• _AIM OF THE TASK_: Return every line of the data that contains the string "dashboard".
══ INFORMATION ══
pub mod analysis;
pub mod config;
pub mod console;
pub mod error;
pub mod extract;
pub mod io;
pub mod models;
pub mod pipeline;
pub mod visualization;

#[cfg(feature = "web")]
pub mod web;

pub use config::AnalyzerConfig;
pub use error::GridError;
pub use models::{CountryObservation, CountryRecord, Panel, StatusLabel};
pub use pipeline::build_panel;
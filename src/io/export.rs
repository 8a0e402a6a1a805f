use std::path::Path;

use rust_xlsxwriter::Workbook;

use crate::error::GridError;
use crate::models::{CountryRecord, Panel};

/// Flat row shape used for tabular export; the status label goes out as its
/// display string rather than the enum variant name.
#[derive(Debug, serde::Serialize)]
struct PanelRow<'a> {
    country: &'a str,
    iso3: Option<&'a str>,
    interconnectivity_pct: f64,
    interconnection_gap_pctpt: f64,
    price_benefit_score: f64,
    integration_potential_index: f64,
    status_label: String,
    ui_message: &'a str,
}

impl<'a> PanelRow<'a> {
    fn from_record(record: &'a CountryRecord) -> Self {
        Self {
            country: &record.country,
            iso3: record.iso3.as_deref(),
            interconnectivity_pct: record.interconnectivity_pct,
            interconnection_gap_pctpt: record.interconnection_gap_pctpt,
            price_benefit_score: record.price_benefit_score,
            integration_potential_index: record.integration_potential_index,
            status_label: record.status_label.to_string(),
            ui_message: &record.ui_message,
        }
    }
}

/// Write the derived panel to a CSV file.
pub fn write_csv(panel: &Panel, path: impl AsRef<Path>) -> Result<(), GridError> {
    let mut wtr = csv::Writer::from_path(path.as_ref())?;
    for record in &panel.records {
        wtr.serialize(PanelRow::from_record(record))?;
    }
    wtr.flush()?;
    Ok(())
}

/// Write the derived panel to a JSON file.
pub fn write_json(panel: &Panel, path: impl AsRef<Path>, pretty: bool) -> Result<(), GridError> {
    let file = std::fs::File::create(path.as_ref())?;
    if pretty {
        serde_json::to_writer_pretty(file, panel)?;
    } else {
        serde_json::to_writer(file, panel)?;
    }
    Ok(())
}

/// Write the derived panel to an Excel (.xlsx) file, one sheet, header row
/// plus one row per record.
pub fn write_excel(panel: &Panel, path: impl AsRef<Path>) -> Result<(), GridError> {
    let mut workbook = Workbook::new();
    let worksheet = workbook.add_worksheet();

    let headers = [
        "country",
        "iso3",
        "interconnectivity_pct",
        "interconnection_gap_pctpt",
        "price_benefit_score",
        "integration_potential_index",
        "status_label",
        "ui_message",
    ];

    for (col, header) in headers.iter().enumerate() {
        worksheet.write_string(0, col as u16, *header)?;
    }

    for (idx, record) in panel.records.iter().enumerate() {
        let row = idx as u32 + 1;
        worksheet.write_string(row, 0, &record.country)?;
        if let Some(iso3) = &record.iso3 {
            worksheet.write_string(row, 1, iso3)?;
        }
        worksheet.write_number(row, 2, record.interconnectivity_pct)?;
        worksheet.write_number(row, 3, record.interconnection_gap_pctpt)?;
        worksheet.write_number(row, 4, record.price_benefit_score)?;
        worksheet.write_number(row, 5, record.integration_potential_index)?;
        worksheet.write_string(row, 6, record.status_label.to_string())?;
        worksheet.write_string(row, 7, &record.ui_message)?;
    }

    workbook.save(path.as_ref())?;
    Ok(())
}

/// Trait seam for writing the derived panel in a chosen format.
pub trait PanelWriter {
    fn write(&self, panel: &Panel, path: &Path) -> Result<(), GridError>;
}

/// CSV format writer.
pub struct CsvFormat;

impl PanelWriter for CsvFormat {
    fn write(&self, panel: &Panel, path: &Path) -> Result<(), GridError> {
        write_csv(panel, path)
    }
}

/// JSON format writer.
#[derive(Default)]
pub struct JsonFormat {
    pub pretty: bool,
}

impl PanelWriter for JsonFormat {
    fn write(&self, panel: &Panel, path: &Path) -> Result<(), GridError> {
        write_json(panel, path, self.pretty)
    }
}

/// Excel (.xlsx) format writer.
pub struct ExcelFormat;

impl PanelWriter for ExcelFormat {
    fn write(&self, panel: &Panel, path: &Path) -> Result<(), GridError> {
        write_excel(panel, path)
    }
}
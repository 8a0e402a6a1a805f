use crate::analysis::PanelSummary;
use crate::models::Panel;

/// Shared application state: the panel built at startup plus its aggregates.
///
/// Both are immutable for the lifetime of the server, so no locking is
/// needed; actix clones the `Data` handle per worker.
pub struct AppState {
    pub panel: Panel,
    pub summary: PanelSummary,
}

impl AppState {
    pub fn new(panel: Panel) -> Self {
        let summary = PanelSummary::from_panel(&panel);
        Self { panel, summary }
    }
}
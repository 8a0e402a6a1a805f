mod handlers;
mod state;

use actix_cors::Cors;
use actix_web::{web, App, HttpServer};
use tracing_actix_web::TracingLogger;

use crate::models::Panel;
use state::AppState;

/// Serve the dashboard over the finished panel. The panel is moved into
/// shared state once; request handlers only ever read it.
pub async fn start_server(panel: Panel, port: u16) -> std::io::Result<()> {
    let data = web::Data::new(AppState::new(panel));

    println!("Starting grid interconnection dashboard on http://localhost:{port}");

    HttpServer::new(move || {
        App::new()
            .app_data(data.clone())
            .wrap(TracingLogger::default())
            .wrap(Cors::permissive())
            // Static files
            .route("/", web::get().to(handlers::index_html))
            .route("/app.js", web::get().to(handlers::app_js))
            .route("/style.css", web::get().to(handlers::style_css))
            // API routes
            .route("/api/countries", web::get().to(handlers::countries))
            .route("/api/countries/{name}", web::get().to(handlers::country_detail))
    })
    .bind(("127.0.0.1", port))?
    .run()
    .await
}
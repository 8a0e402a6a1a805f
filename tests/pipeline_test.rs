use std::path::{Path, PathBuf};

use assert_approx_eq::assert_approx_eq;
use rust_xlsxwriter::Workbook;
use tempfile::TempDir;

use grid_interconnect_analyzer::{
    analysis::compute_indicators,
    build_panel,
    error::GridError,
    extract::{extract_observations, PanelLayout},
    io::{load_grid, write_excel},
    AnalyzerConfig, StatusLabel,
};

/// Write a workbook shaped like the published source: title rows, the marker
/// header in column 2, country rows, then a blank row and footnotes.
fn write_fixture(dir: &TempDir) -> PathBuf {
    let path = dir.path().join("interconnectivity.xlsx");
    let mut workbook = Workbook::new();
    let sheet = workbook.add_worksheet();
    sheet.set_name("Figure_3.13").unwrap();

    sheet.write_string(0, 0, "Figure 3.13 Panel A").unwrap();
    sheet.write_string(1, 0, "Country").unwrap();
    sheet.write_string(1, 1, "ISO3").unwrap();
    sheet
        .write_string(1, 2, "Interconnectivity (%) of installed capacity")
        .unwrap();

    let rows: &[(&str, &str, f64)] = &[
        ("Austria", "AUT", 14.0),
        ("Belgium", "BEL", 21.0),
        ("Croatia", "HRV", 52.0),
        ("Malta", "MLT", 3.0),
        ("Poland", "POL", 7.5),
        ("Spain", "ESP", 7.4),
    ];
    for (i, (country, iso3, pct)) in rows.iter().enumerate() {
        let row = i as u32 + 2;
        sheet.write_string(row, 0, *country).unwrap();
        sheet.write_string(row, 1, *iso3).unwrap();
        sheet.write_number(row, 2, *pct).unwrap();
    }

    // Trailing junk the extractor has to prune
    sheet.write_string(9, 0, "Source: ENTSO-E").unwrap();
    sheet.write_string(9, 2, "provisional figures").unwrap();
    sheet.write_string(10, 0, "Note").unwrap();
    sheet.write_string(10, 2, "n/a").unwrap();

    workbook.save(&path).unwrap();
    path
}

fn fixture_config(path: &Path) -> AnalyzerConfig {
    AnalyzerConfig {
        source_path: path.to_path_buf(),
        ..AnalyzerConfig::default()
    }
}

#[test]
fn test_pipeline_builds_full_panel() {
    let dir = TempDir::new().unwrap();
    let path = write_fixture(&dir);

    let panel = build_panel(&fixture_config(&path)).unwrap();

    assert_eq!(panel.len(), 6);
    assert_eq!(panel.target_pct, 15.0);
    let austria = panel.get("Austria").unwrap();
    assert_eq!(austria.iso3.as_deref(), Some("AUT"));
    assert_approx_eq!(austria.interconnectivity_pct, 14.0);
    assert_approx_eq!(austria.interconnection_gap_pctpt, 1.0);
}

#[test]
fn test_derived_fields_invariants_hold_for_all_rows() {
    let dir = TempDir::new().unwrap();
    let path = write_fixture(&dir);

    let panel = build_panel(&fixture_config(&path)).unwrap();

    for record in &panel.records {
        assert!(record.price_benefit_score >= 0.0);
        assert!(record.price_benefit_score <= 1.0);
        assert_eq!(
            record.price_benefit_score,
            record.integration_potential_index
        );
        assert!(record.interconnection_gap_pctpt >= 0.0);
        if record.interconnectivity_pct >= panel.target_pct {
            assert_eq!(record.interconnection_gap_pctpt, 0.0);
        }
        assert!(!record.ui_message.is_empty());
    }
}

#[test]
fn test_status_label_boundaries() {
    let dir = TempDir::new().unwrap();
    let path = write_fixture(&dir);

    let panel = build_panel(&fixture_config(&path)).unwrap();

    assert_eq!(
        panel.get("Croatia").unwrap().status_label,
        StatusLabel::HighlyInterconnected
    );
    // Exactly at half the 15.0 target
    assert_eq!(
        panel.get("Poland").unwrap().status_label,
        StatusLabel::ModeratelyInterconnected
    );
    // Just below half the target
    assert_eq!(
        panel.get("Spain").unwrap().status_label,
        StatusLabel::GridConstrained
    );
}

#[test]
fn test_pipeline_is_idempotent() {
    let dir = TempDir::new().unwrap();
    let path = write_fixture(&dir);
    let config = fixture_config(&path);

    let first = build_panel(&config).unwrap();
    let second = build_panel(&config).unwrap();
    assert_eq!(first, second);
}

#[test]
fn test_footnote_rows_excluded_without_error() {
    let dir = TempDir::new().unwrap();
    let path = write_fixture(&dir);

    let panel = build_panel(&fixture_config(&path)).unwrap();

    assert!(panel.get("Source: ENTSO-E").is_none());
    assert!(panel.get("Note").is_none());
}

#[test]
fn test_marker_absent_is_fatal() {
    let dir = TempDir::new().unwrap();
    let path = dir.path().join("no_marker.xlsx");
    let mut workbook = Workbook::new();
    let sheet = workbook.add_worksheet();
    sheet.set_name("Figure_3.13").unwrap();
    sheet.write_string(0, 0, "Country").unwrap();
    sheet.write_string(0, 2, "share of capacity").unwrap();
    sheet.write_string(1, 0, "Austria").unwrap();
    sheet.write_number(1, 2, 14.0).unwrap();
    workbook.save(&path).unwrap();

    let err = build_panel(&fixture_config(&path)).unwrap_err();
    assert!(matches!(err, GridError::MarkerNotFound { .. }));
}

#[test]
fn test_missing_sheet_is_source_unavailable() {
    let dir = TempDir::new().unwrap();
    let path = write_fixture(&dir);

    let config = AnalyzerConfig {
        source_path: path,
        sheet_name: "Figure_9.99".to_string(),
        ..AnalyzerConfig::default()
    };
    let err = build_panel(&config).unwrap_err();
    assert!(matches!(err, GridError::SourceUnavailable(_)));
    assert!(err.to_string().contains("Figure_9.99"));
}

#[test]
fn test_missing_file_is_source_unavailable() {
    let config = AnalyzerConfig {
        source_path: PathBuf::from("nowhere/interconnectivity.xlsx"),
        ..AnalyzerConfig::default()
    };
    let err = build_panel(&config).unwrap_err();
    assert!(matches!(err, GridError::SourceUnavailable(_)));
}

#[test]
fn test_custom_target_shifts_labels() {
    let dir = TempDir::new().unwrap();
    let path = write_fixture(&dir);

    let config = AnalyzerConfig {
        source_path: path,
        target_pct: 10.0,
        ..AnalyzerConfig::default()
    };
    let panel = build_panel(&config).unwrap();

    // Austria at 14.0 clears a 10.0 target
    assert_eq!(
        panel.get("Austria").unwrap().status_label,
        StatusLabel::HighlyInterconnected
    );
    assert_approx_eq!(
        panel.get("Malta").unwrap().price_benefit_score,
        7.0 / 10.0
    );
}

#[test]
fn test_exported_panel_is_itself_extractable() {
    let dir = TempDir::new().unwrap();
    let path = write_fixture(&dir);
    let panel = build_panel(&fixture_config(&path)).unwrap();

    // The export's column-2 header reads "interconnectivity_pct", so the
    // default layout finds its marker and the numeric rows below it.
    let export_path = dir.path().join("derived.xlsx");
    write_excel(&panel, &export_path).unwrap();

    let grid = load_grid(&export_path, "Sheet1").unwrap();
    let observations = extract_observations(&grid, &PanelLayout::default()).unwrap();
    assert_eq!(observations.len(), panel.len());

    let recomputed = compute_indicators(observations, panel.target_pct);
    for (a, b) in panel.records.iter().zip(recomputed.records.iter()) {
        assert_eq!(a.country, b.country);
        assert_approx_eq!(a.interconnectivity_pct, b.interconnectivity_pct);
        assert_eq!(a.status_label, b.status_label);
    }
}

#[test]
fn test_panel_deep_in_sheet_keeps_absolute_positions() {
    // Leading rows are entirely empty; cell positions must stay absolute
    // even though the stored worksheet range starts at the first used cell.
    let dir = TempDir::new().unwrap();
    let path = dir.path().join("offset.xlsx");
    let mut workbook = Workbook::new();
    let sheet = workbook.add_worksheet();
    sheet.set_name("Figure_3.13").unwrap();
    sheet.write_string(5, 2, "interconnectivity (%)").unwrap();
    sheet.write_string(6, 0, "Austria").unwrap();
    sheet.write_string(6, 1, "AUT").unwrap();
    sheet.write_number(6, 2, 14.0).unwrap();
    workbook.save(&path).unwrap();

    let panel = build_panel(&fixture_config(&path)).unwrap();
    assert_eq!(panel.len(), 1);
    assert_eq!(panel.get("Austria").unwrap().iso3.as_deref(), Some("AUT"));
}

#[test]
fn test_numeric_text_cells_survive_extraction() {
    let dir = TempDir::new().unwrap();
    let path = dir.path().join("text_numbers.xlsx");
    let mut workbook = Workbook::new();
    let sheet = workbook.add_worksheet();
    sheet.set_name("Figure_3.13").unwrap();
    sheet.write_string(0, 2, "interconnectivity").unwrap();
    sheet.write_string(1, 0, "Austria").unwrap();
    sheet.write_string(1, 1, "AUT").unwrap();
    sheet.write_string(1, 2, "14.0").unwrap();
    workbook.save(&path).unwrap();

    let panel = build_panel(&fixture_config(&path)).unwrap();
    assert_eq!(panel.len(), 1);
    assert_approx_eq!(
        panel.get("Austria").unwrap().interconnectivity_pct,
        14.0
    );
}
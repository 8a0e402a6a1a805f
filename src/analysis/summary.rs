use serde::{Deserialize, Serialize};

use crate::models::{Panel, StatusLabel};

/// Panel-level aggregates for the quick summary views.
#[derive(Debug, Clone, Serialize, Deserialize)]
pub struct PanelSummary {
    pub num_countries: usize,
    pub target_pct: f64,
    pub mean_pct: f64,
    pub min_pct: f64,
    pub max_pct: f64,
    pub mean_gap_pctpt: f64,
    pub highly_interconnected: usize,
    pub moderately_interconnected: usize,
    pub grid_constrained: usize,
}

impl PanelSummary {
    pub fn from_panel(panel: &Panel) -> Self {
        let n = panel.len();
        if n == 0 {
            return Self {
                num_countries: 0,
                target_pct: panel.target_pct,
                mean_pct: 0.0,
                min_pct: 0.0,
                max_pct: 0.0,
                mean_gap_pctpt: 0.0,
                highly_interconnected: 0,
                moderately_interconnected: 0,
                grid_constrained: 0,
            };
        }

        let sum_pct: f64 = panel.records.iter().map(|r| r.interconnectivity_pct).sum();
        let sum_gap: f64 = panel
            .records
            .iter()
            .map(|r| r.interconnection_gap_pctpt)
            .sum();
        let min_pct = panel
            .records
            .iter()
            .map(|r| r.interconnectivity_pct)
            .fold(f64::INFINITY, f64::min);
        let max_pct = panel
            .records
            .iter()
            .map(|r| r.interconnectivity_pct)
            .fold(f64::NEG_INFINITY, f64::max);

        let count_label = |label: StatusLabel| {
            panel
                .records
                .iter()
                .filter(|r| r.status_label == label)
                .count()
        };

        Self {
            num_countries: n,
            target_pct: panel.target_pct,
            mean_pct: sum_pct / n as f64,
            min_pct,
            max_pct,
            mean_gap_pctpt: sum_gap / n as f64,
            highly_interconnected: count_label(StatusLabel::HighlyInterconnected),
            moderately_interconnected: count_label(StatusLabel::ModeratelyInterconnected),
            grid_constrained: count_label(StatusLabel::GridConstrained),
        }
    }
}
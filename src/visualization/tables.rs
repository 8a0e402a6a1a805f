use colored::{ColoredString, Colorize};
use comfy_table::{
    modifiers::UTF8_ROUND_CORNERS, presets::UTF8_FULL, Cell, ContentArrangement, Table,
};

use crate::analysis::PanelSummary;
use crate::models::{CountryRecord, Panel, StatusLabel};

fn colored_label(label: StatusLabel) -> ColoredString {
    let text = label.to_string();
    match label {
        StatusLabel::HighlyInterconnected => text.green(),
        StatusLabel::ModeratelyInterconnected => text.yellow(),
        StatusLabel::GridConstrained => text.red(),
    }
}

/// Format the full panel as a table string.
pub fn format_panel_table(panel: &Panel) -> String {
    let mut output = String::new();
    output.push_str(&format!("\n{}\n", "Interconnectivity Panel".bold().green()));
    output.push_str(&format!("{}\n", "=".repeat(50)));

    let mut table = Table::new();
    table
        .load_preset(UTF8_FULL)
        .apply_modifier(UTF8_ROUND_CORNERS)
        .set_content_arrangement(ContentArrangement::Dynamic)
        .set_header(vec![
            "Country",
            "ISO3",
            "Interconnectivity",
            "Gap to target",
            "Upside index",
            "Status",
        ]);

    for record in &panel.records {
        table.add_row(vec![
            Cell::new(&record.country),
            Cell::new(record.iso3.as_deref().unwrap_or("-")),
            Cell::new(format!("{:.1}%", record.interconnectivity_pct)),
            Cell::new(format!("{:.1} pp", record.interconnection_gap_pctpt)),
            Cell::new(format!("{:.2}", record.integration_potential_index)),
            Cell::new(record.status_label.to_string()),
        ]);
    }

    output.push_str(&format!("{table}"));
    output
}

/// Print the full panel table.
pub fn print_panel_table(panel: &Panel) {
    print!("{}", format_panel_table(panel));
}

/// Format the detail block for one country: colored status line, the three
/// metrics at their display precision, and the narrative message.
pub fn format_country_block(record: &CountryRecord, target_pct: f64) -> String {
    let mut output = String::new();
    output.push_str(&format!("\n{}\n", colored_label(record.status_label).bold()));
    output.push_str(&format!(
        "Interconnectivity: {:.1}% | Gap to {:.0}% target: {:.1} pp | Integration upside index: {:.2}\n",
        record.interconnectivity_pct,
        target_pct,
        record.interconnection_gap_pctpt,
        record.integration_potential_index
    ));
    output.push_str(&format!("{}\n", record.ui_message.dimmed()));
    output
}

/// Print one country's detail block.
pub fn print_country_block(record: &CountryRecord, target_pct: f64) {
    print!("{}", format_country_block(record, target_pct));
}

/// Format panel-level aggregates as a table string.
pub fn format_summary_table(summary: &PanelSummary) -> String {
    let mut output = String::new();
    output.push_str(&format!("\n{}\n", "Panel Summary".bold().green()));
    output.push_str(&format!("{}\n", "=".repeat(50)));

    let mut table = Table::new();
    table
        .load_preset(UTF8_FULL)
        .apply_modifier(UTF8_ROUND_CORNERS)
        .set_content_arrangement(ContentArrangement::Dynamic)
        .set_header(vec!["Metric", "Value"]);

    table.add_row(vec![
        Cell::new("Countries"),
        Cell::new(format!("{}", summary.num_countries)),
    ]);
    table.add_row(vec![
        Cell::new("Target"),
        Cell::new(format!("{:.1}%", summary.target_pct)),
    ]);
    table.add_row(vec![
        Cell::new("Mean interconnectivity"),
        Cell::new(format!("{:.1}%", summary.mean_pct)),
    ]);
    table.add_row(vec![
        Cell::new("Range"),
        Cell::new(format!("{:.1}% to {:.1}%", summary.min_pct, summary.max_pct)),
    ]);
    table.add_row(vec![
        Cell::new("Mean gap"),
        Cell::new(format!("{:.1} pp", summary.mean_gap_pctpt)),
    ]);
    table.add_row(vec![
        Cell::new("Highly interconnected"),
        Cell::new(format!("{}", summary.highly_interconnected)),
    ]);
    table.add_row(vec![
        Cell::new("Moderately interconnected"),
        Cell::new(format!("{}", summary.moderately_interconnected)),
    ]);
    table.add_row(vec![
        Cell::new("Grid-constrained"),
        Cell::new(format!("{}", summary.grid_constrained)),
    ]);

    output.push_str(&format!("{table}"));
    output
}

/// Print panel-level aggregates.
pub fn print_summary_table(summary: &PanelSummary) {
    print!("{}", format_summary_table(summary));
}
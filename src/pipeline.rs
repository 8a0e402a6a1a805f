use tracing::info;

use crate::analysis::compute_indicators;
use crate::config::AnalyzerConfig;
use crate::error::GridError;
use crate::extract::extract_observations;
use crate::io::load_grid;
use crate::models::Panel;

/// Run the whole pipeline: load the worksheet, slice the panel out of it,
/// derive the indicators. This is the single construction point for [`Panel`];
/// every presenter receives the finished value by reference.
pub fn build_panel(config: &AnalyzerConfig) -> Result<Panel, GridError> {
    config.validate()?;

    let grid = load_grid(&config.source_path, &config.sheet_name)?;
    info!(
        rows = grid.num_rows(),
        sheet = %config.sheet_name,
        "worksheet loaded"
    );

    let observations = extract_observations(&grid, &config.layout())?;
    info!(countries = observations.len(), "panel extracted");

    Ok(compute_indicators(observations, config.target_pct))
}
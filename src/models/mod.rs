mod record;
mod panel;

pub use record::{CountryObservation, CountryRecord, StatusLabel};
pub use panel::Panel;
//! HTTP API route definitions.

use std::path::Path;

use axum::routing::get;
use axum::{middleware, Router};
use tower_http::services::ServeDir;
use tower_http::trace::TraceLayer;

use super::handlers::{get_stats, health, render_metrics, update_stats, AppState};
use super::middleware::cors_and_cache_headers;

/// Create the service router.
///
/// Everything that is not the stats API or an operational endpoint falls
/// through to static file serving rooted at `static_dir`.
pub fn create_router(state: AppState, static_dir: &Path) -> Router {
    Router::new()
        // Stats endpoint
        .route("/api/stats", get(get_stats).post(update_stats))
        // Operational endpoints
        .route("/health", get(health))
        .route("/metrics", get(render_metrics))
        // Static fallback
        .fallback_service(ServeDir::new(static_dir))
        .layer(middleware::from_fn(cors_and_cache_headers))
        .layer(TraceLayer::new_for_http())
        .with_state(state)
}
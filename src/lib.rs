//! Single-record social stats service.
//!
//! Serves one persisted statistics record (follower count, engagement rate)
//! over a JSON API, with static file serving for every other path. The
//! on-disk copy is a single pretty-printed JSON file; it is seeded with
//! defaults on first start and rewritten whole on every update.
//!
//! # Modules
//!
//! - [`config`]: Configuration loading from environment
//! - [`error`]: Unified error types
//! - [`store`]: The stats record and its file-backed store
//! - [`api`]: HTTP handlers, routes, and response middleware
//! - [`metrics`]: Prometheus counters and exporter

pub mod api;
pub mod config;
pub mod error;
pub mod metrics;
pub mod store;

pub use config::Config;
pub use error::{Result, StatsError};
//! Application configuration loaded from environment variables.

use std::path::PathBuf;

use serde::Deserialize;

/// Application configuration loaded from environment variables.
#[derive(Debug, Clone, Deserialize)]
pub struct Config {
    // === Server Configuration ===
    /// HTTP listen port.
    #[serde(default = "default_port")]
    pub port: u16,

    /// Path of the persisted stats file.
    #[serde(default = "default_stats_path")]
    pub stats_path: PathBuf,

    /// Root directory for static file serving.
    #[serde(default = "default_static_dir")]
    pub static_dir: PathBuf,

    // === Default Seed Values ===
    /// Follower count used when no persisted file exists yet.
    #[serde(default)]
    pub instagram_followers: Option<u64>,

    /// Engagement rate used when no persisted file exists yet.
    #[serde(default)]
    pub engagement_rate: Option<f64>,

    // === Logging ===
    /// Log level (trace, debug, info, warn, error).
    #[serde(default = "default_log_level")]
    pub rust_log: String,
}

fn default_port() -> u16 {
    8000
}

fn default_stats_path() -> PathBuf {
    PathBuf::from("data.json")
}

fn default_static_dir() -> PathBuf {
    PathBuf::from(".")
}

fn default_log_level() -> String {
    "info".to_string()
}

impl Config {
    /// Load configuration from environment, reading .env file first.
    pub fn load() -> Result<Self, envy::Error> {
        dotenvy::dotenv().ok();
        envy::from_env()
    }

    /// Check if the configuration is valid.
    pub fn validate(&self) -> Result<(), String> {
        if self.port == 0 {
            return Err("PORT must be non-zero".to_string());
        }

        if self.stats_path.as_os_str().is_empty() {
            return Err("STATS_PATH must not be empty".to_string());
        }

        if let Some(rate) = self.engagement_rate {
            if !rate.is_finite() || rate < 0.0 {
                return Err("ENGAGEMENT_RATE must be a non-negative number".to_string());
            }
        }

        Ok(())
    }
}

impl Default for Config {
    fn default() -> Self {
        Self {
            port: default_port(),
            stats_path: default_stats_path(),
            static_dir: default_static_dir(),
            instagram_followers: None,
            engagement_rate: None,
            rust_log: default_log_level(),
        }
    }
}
═══
• _WRITTEN RESPONSE_:
/// Serve the dashboard over the finished panel. The panel is moved into
    println!("Starting grid interconnection dashboard on http://localhost:{port}");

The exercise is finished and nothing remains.